• _WHAT IS NEEDED_
Copy each line of the data below in which the word "break" can be found.

• _DATA FOR PROCESSING_
use chrono::{DateTime, Utc};

/// Application domain entity. Owned by exactly one organization; the
/// service-profile name is denormalized onto the row for display.
#[derive(Debug, Clone, PartialEq, Eq)]
pub struct Application {
    pub id: i64,
    pub name: String,
    pub description: String,
    pub organization_id: i64,
    pub service_profile_id: String,
    pub service_profile_name: String,
    pub created_at: Option<DateTime<Utc>>,
    pub updated_at: Option<DateTime<Utc>>,
}

/// Input for creating an application
#[derive(Debug, Clone, PartialEq, Eq)]
pub struct CreateApplicationInput {
    pub name: String,
    pub description: String,
    pub organization_id: i64,
    pub service_profile_id: String,
    pub service_profile_name: String,
}

/// Input for updating an application
#[derive(Debug, Clone, PartialEq, Eq)]
pub struct UpdateApplicationInput {
    pub application_id: i64,
    pub name: String,
    pub description: String,
    pub service_profile_id: String,
    pub service_profile_name: String,
}
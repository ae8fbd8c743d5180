#![cfg(feature = "integration-tests")]

use std::time::Duration;

use testcontainers::runners::AsyncRunner;
use testcontainers::{ContainerAsync, GenericImage, ImageExt};

use perch_domain::{
    CreateApplicationInput, CreateDeviceInput, CreateGatewayInput, CreateOrganizationInput,
    CreateUserInput, ApplicationRepository, DeviceRepository, DomainError, GatewayRepository,
    ListScope, OrganizationRepository, Principal, SearchHit, SearchRepository, UserRepository,
};
use perch_postgres::{
    apply_schema, PostgresApplicationRepository, PostgresClient, PostgresConfig,
    PostgresDeviceRepository, PostgresGatewayRepository, PostgresOrganizationRepository,
    PostgresSearchRepository, PostgresUserRepository,
};

async fn setup_test_db() -> (ContainerAsync<GenericImage>, PostgresClient) {
    let postgres = GenericImage::new("postgres", "16-alpine")
        .with_wait_for(testcontainers::core::WaitFor::message_on_stderr(
            "database system is ready to accept connections",
        ))
        .with_exposed_port(5432.into())
        .with_env_var("POSTGRES_PASSWORD", "postgres")
        .start()
        .await
        .unwrap();
    let host = postgres.get_host().await.unwrap();
    let port = postgres.get_host_port_ipv4(5432).await.unwrap();

    let config = PostgresConfig {
        host: host.to_string(),
        port,
        database: "postgres".to_string(),
        username: "postgres".to_string(),
        password: "postgres".to_string(),
        max_pool_size: 5,
    };
    let client = PostgresClient::new(&config).expect("Failed to create client");

    // The container reports readiness once during initdb and once for
    // real; retry until the server actually accepts connections.
    for attempt in 0.. {
        match client.ping().await {
            Ok(()) => break,
            Err(_) if attempt < 30 => tokio::time::sleep(Duration::from_millis(500)).await,
            Err(e) => panic!("database never became ready: {e}"),
        }
    }

    apply_schema(&client).await.expect("Schema apply failed");

    (postgres, client)
}

struct Fixture {
    org_a: i64,
    org_b: i64,
}

/// Org A: member alice, application "weather-app", device
/// "weather-station-1", gateway "gateway1". Org B: gateway "gw-alpha", no
/// members.
async fn seed(client: &PostgresClient) -> Fixture {
    let orgs = PostgresOrganizationRepository::new(client.clone());
    let users = PostgresUserRepository::new(client.clone());
    let apps = PostgresApplicationRepository::new(client.clone());
    let devices = PostgresDeviceRepository::new(client.clone());
    let gateways = PostgresGatewayRepository::new(client.clone());

    let org_a = orgs
        .create_organization(CreateOrganizationInput {
            name: "org-a".to_string(),
        })
        .await
        .unwrap()
        .id;
    let org_b = orgs
        .create_organization(CreateOrganizationInput {
            name: "org-b".to_string(),
        })
        .await
        .unwrap()
        .id;

    let alice = users
        .create_user(CreateUserInput {
            username: "alice".to_string(),
            is_admin: false,
        })
        .await
        .unwrap();
    users.add_membership(org_a, alice.id).await.unwrap();

    let weather_app = apps
        .create_application(CreateApplicationInput {
            name: "weather-app".to_string(),
            description: "weather sensors".to_string(),
            organization_id: org_a,
            service_profile_id: "sp-1".to_string(),
            service_profile_name: "default".to_string(),
        })
        .await
        .unwrap();

    devices
        .create_device(CreateDeviceInput {
            name: "weather-station-1".to_string(),
            dev_eui: "0102030405060708".parse().unwrap(),
            application_id: weather_app.id,
        })
        .await
        .unwrap();

    gateways
        .create_gateway(CreateGatewayInput {
            name: "gateway1".to_string(),
            mac: "aabbccdd00112233".parse().unwrap(),
            organization_id: org_a,
        })
        .await
        .unwrap();
    gateways
        .create_gateway(CreateGatewayInput {
            name: "gw-alpha".to_string(),
            mac: "ffeeddccbbaa9988".parse().unwrap(),
            organization_id: org_b,
        })
        .await
        .unwrap();

    Fixture { org_a, org_b }
}

#[tokio::test]
async fn test_global_search_visibility_and_ranking() {
    let (_container, client) = setup_test_db().await;
    let fixture = seed(&client).await;
    let search = PostgresSearchRepository::new(client.clone());

    // Member search stays inside her organizations.
    let alice = Principal::new("alice", false);
    let hits = search.global_search(&alice, "weather", 10, 0).await.unwrap();
    assert_eq!(hits.len(), 2);
    for hit in &hits {
        assert_eq!(hit.organization_id(), fixture.org_a);
    }
    for pair in hits.windows(2) {
        assert!(pair[0].score() >= pair[1].score());
    }

    // Admin search needs no membership rows at all.
    let bob = Principal::new("bob", true);
    let hits = search.global_search(&bob, "gw-alpha", 10, 0).await.unwrap();
    assert_eq!(hits.len(), 1);
    match &hits[0] {
        SearchHit::Gateway {
            organization_id,
            gateway_name,
            score,
            ..
        } => {
            assert_eq!(*organization_id, fixture.org_b);
            assert_eq!(gateway_name, "gw-alpha");
            assert!(*score > 0.0);
        }
        other => panic!("expected gateway hit, got {other:?}"),
    }

    // Case-insensitive gate.
    let hits = search.global_search(&alice, "GATEWAY1", 10, 0).await.unwrap();
    assert_eq!(hits.len(), 1);

    // Hardware identifier hex is searchable.
    let hits = search
        .global_search(&alice, "0102030405060708", 10, 0)
        .await
        .unwrap();
    assert_eq!(hits.len(), 1);
    assert!(matches!(hits[0], SearchHit::Device { .. }));
}

#[tokio::test]
async fn test_global_search_pagination_composes() {
    let (_container, client) = setup_test_db().await;
    seed(&client).await;
    let search = PostgresSearchRepository::new(client.clone());
    let bob = Principal::new("bob", true);

    // Empty query puts every row at the similarity floor; pages must still
    // compose exactly thanks to the kind/sort_key tie-break.
    let all = search.global_search(&bob, "", 100, 0).await.unwrap();
    assert_eq!(all.len(), 6);

    let first = search.global_search(&bob, "", 3, 0).await.unwrap();
    let second = search.global_search(&bob, "", 3, 3).await.unwrap();
    let mut paged = first;
    paged.extend(second);
    assert_eq!(paged, all);
}

#[tokio::test]
async fn test_scoped_listing_and_count_agree() {
    let (_container, client) = setup_test_db().await;
    let fixture = seed(&client).await;
    let gateways = PostgresGatewayRepository::new(client.clone());
    let apps = PostgresApplicationRepository::new(client.clone());

    // Non-admin, no restriction: union of alice's organizations.
    let scope = ListScope::new(Principal::new("alice", false));
    let items = gateways.list_gateways(&scope, 10, 0).await.unwrap();
    let count = gateways.count_gateways(&scope).await.unwrap();
    assert_eq!(items.len(), 1);
    assert_eq!(count, 1);
    assert_eq!(items[0].name, "gateway1");

    // Non-admin, foreign organization: nothing.
    let scope = ListScope::new(Principal::new("alice", false)).organization(fixture.org_b);
    assert!(gateways.list_gateways(&scope, 10, 0).await.unwrap().is_empty());
    assert_eq!(gateways.count_gateways(&scope).await.unwrap(), 0);

    // Admin, no restriction and admin, specific organization.
    let scope = ListScope::new(Principal::new("bob", true));
    assert_eq!(gateways.count_gateways(&scope).await.unwrap(), 2);
    let scope = ListScope::new(Principal::new("bob", true)).organization(fixture.org_b);
    let items = gateways.list_gateways(&scope, 10, 0).await.unwrap();
    assert_eq!(items.len(), 1);
    assert_eq!(items[0].name, "gw-alpha");

    // Substring filter is case-insensitive and applies to both sides.
    let scope = ListScope::new(Principal::new("alice", false)).name_filter("WEATHER");
    let items = apps.list_applications(&scope, 10, 0).await.unwrap();
    let count = apps.count_applications(&scope).await.unwrap();
    assert_eq!(items.len(), 1);
    assert_eq!(count, 1);

    // A literal % in the filter must not act as a wildcard.
    let scope = ListScope::new(Principal::new("bob", true)).name_filter("%");
    assert_eq!(apps.count_applications(&scope).await.unwrap(), 0);
}

#[tokio::test]
async fn test_error_mapping_at_the_boundary() {
    let (_container, client) = setup_test_db().await;
    let fixture = seed(&client).await;
    let orgs = PostgresOrganizationRepository::new(client.clone());
    let apps = PostgresApplicationRepository::new(client.clone());
    let devices = PostgresDeviceRepository::new(client.clone());

    // Unique violation surfaces as AlreadyExists.
    let result = orgs
        .create_organization(CreateOrganizationInput {
            name: "org-a".to_string(),
        })
        .await;
    assert!(matches!(
        result,
        Err(DomainError::OrganizationAlreadyExists(_))
    ));

    // A second application under the same name and organization trips the
    // per-organization unique constraint.
    let result = apps
        .create_application(CreateApplicationInput {
            name: "weather-app".to_string(),
            description: String::new(),
            organization_id: fixture.org_a,
            service_profile_id: String::new(),
            service_profile_name: String::new(),
        })
        .await;
    assert!(matches!(
        result,
        Err(DomainError::ApplicationAlreadyExists(_))
    ));

    // Foreign-key violation surfaces as InvalidArgument.
    let result = apps
        .create_application(CreateApplicationInput {
            name: "orphan".to_string(),
            description: String::new(),
            organization_id: 424242,
            service_profile_id: String::new(),
            service_profile_name: String::new(),
        })
        .await;
    assert!(matches!(result, Err(DomainError::InvalidArgument(_))));

    // Missing rows surface as NotFound.
    let result = devices.delete_device(424242).await;
    assert!(matches!(result, Err(DomainError::DeviceNotFound(424242))));
}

• _ANSWER SECTION_
            Ok(()) => break,
    // compose exactly thanks to the kind/sort_key tie-break.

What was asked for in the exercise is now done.